TASK TO COMPLETE –
Look through the lines below and copy each one that includes "Returns".
**********
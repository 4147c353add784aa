//! Copies extra class path jars in and out of the container extension
//! directory.
//!
//! Installed containers only load what sits inside the installation, so
//! extra jars are staged by copying them under the extension directory
//! before start and removed again after a successful stop. Destinations are
//! always derived from the entry file name; staging never mirrors source
//! directory structure.

use std::fs;
use std::io;

use camino::{Utf8Path, Utf8PathBuf};
use thiserror::Error;
use tracing::debug;

/// Copies each entry into the extension directory.
///
/// Destinations keep only the entry file name. An existing destination is
/// overwritten, which makes repeated starts idempotent. Returns the number
/// of entries copied.
///
/// # Errors
///
/// Returns an error for an entry without a file name or when a copy fails;
/// earlier copies are left in place.
pub fn stage(entries: &[Utf8PathBuf], extension_dir: &Utf8Path) -> Result<usize, StagingError> {
    let mut staged = 0;
    for entry in entries {
        let destination = staged_destination(entry, extension_dir)?;
        fs::copy(entry, &destination).map_err(|source| StagingError::Copy {
            entry: entry.clone(),
            destination: destination.clone(),
            source,
        })?;
        debug!(entry = %entry, destination = %destination, "staged extension jar");
        staged += 1;
    }
    Ok(staged)
}

/// Removes the staged counterpart of each entry from the extension
/// directory.
///
/// Missing destinations are skipped, so the operation is idempotent. Every
/// entry is attempted before the first failure, if any, is reported.
/// Returns the number of entries removed.
///
/// # Errors
///
/// Returns the first removal failure other than a missing destination.
pub fn unstage(entries: &[Utf8PathBuf], extension_dir: &Utf8Path) -> Result<usize, StagingError> {
    let mut removed = 0;
    let mut first_error = None;
    for entry in entries {
        let destination = match staged_destination(entry, extension_dir) {
            Ok(destination) => destination,
            Err(error) => {
                if first_error.is_none() {
                    first_error = Some(error);
                }
                continue;
            }
        };
        match fs::remove_file(&destination) {
            Ok(()) => {
                debug!(destination = %destination, "removed staged extension jar");
                removed += 1;
            }
            Err(source) if source.kind() == io::ErrorKind::NotFound => {}
            Err(source) => {
                if first_error.is_none() {
                    first_error = Some(StagingError::Remove {
                        destination,
                        source,
                    });
                }
            }
        }
    }
    match first_error {
        Some(error) => Err(error),
        None => Ok(removed),
    }
}

fn staged_destination(
    entry: &Utf8Path,
    extension_dir: &Utf8Path,
) -> Result<Utf8PathBuf, StagingError> {
    let name = entry.file_name().ok_or_else(|| StagingError::MissingFileName {
        entry: entry.to_owned(),
    })?;
    Ok(extension_dir.join(name))
}

/// Errors raised while staging extra class path entries.
#[derive(Debug, Error)]
pub enum StagingError {
    /// An entry path has no file name to derive a destination from.
    #[error("extra class path entry '{entry}' has no file name")]
    MissingFileName {
        /// The offending entry.
        entry: Utf8PathBuf,
    },
    /// Copying an entry into the extension directory failed.
    #[error("failed to stage '{entry}' as '{destination}': {source}")]
    Copy {
        /// The source entry.
        entry: Utf8PathBuf,
        /// The derived destination.
        destination: Utf8PathBuf,
        /// Underlying IO failure.
        source: io::Error,
    },
    /// Removing a staged entry failed.
    #[error("failed to remove staged entry '{destination}': {source}")]
    Remove {
        /// The staged destination.
        destination: Utf8PathBuf,
        /// Underlying IO failure.
        source: io::Error,
    },
}
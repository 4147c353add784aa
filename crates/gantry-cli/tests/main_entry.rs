//! Integration tests for the `gantry` binary entry point.
//!
//! A temporary container installation and a shell script posing as `java`
//! stand in for a real application server, so the binary can be driven
//! through its full argument surface without a product install.

#![cfg(unix)]

use std::fs;
use std::os::unix::fs::PermissionsExt;

use anyhow::{Context, Result, anyhow};
use assert_cmd::cargo::cargo_bin_cmd;
use camino::Utf8PathBuf;
use predicates::str::contains;
use tempfile::TempDir;

fn gantry() -> assert_cmd::Command {
    let mut command = cargo_bin_cmd!("gantry");
    command.env_clear();
    command
}

struct Installation {
    _guard: TempDir,
    root: Utf8PathBuf,
    home: Utf8PathBuf,
    config_home: Utf8PathBuf,
    runtime_home: Utf8PathBuf,
    native_dir: Utf8PathBuf,
}

impl Installation {
    fn new() -> Result<Self> {
        let guard = TempDir::new().context("create temporary directory")?;
        let root = Utf8PathBuf::from_path_buf(guard.path().to_path_buf())
            .map_err(|path| anyhow!("temporary directory is not UTF-8: {}", path.display()))?;
        let home = root.join("was");
        let config_home = root.join("profiles/node01");
        let runtime_home = root.join("java");
        let native_dir = home.join("lib/native/linux/x86_64");
        for dir in [&home, &config_home, &runtime_home, &native_dir] {
            fs::create_dir_all(dir).with_context(|| format!("create {dir}"))?;
        }
        fs::create_dir_all(runtime_home.join("bin")).context("create runtime bin directory")?;
        Ok(Self {
            _guard: guard,
            root,
            home,
            config_home,
            runtime_home,
            native_dir,
        })
    }

    fn install_runtime(&self, exit_code: i32) -> Result<()> {
        let java = self.runtime_home.join("bin/java");
        fs::write(&java, format!("#!/bin/sh\nexit {exit_code}\n"))
            .context("write stand-in runtime")?;
        let mut permissions = fs::metadata(&java)
            .context("stat stand-in runtime")?
            .permissions();
        permissions.set_mode(0o755);
        fs::set_permissions(&java, permissions).context("mark stand-in runtime executable")
    }

    fn command(&self) -> assert_cmd::Command {
        let mut command = gantry();
        command
            .current_dir(self.root.as_std_path())
            .env("PATH", self.native_dir.as_str())
            .args(["--home", self.home.as_str()])
            .args(["--config-home", self.config_home.as_str()])
            .args(["--runtime-home", self.runtime_home.as_str()])
            .args(["--properties", "cell=node01Cell"])
            .args(["--properties", "node=node01"])
            .args(["--properties", "server=server1"]);
        command
    }
}

#[test]
fn missing_subcommands_are_usage_failures() {
    gantry().assert().failure().stderr(contains("Usage"));
}

#[test]
fn help_prints_to_stdout_and_succeeds() {
    gantry()
        .arg("--help")
        .assert()
        .success()
        .stdout(contains("Lifecycle controller"));
}

#[test]
fn start_without_configuration_reports_the_missing_setting() -> Result<()> {
    let scratch = TempDir::new().context("create scratch directory")?;
    gantry()
        .current_dir(scratch.path())
        .arg("start")
        .assert()
        .failure()
        .stderr(contains("required setting 'home'"));
    Ok(())
}

#[test]
fn inspect_previews_the_start_environment() -> Result<()> {
    let installation = Installation::new()?;
    installation
        .command()
        .arg("inspect")
        .assert()
        .success()
        .stdout(contains("main class: com.ibm.ws.bootstrap.WSLauncher"))
        .stdout(contains("property: -Djava.library.path="))
        .stdout(contains("argument: server1"));
    Ok(())
}

#[test]
fn inspect_stop_renders_the_shutdown_environment() -> Result<()> {
    let installation = Installation::new()?;
    installation
        .command()
        .args(["inspect", "stop"])
        .assert()
        .success()
        .stdout(contains("main class: com.ibm.wsspi.bootstrap.WSPreLauncher"))
        .stdout(contains("argument: -nosplash"));
    Ok(())
}

#[test]
fn start_reports_the_lifecycle_summary() -> Result<()> {
    let installation = Installation::new()?;
    installation.install_runtime(0)?;
    installation
        .command()
        .arg("start")
        .assert()
        .success()
        .stdout(contains("container started (staged 0, deployed 0)"));
    Ok(())
}

#[test]
fn unclean_runtime_exits_are_reported() -> Result<()> {
    let installation = Installation::new()?;
    installation.install_runtime(9)?;
    installation
        .command()
        .arg("start")
        .assert()
        .failure()
        .stderr(contains("exited with code 9"));
    Ok(())
}

#[test]
fn unknown_profiles_fail_before_any_launch() -> Result<()> {
    let installation = Installation::new()?;
    installation
        .command()
        .args(["--profile", "liberty", "start"])
        .assert()
        .failure()
        .stderr(contains("unknown container profile 'liberty'"));
    Ok(())
}
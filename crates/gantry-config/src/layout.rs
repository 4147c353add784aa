//! Resolves the directory layout of an installed container.
//!
//! Lifecycle operations need three directories to agree on: the container
//! installation itself, the instance configuration it runs with, and the
//! runtime used to launch it. The layout is resolved once from configuration
//! and revalidated before every launch attempt, since the installation can
//! change between operations.

use std::env;
use std::fmt;
use std::fs;
use std::io;
use std::path::PathBuf;

use camino::{Utf8Path, Utf8PathBuf};
use serde::{Deserialize, Serialize};
use thiserror::Error;

/// Role a directory plays within an installed container layout.
#[derive(Debug, Clone, Copy, PartialEq, Eq, Deserialize, Serialize)]
#[serde(rename_all = "snake_case")]
pub enum LayoutRole {
    /// The container installation directory.
    Home,
    /// The instance configuration directory.
    ConfigHome,
    /// The runtime installation used to launch the container.
    RuntimeHome,
}

impl fmt::Display for LayoutRole {
    fn fmt(&self, f: &mut fmt::Formatter<'_>) -> fmt::Result {
        let label = match self {
            Self::Home => "container home",
            Self::ConfigHome => "configuration home",
            Self::RuntimeHome => "runtime home",
        };
        f.write_str(label)
    }
}

/// Absolute directories of an installed container instance.
#[derive(Debug, Clone, PartialEq, Eq)]
pub struct InstallationLayout {
    home: Utf8PathBuf,
    config_home: Utf8PathBuf,
    runtime_home: Utf8PathBuf,
}

impl InstallationLayout {
    /// Resolves a layout from configured directories.
    ///
    /// Relative paths are anchored to the current working directory so that
    /// every value handed to a child process or rendered into a property is
    /// absolute. No filesystem inspection happens here; call
    /// [`InstallationLayout::validate`] before acting on the layout.
    ///
    /// # Errors
    ///
    /// Returns an error when the working directory cannot be determined or is
    /// not valid UTF-8.
    pub fn resolve(
        home: Utf8PathBuf,
        config_home: Utf8PathBuf,
        runtime_home: Utf8PathBuf,
    ) -> Result<Self, LayoutError> {
        Ok(Self {
            home: absolutise(home)?,
            config_home: absolutise(config_home)?,
            runtime_home: absolutise(runtime_home)?,
        })
    }

    /// Checks that every layout directory exists.
    ///
    /// # Errors
    ///
    /// Returns an error naming the first directory that is missing, is not a
    /// directory, or cannot be inspected.
    pub fn validate(&self) -> Result<(), LayoutError> {
        for (role, path) in [
            (LayoutRole::Home, &self.home),
            (LayoutRole::ConfigHome, &self.config_home),
            (LayoutRole::RuntimeHome, &self.runtime_home),
        ] {
            check_directory(role, path)?;
        }
        Ok(())
    }

    /// The container installation directory.
    #[must_use]
    pub fn home(&self) -> &Utf8Path {
        self.home.as_path()
    }

    /// The instance configuration directory.
    #[must_use]
    pub fn config_home(&self) -> &Utf8Path {
        self.config_home.as_path()
    }

    /// The runtime installation used to launch the container.
    #[must_use]
    pub fn runtime_home(&self) -> &Utf8Path {
        self.runtime_home.as_path()
    }

    /// The directory playing `role` in this layout.
    #[must_use]
    pub fn dir(&self, role: LayoutRole) -> &Utf8Path {
        match role {
            LayoutRole::Home => self.home(),
            LayoutRole::ConfigHome => self.config_home(),
            LayoutRole::RuntimeHome => self.runtime_home(),
        }
    }
}

fn absolutise(path: Utf8PathBuf) -> Result<Utf8PathBuf, LayoutError> {
    if path.is_absolute() {
        return Ok(path);
    }
    let current = env::current_dir().map_err(|source| LayoutError::WorkingDirectory { source })?;
    let current = Utf8PathBuf::from_path_buf(current)
        .map_err(|raw| LayoutError::NonUtf8WorkingDirectory { path: raw })?;
    Ok(current.join(path))
}

fn check_directory(role: LayoutRole, path: &Utf8Path) -> Result<(), LayoutError> {
    match fs::metadata(path) {
        Ok(metadata) if metadata.is_dir() => Ok(()),
        Ok(_) => Err(LayoutError::NotADirectory {
            role,
            path: path.to_owned(),
        }),
        Err(source) if source.kind() == io::ErrorKind::NotFound => Err(LayoutError::Missing {
            role,
            path: path.to_owned(),
        }),
        Err(source) => Err(LayoutError::Inspect {
            role,
            path: path.to_owned(),
            source,
        }),
    }
}

/// Errors raised while resolving or validating an installation layout.
#[derive(Debug, Error)]
pub enum LayoutError {
    /// The working directory could not be read to anchor a relative path.
    #[error("failed to determine the working directory: {source}")]
    WorkingDirectory {
        /// Underlying IO failure.
        source: io::Error,
    },
    /// The working directory contains non UTF-8 components.
    #[error("working directory '{}' is not valid UTF-8", path.display())]
    NonUtf8WorkingDirectory {
        /// The raw directory path.
        path: PathBuf,
    },
    /// A layout directory does not exist.
    #[error("{role} '{path}' does not exist")]
    Missing {
        /// Role the directory plays in the layout.
        role: LayoutRole,
        /// The missing path.
        path: Utf8PathBuf,
    },
    /// A layout path exists but is not a directory.
    #[error("{role} '{path}' is not a directory")]
    NotADirectory {
        /// Role the directory plays in the layout.
        role: LayoutRole,
        /// The offending path.
        path: Utf8PathBuf,
    },
    /// A layout path could not be inspected.
    #[error("failed to inspect {role} '{path}': {source}")]
    Inspect {
        /// Role the directory plays in the layout.
        role: LayoutRole,
        /// The path that failed inspection.
        path: Utf8PathBuf,
        /// Underlying IO failure.
        source: io::Error,
    },
}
**********
RESPONSE –
/// overwritten, which makes repeated starts idempotent. Returns the number
/// Returns an error for an entry without a file name or when a copy fails;
/// Returns the number of entries removed.
/// Returns the first removal failure other than a missing destination.
    /// Returns an error when the working directory cannot be determined or is
    /// Returns an error naming the first directory that is missing, is not a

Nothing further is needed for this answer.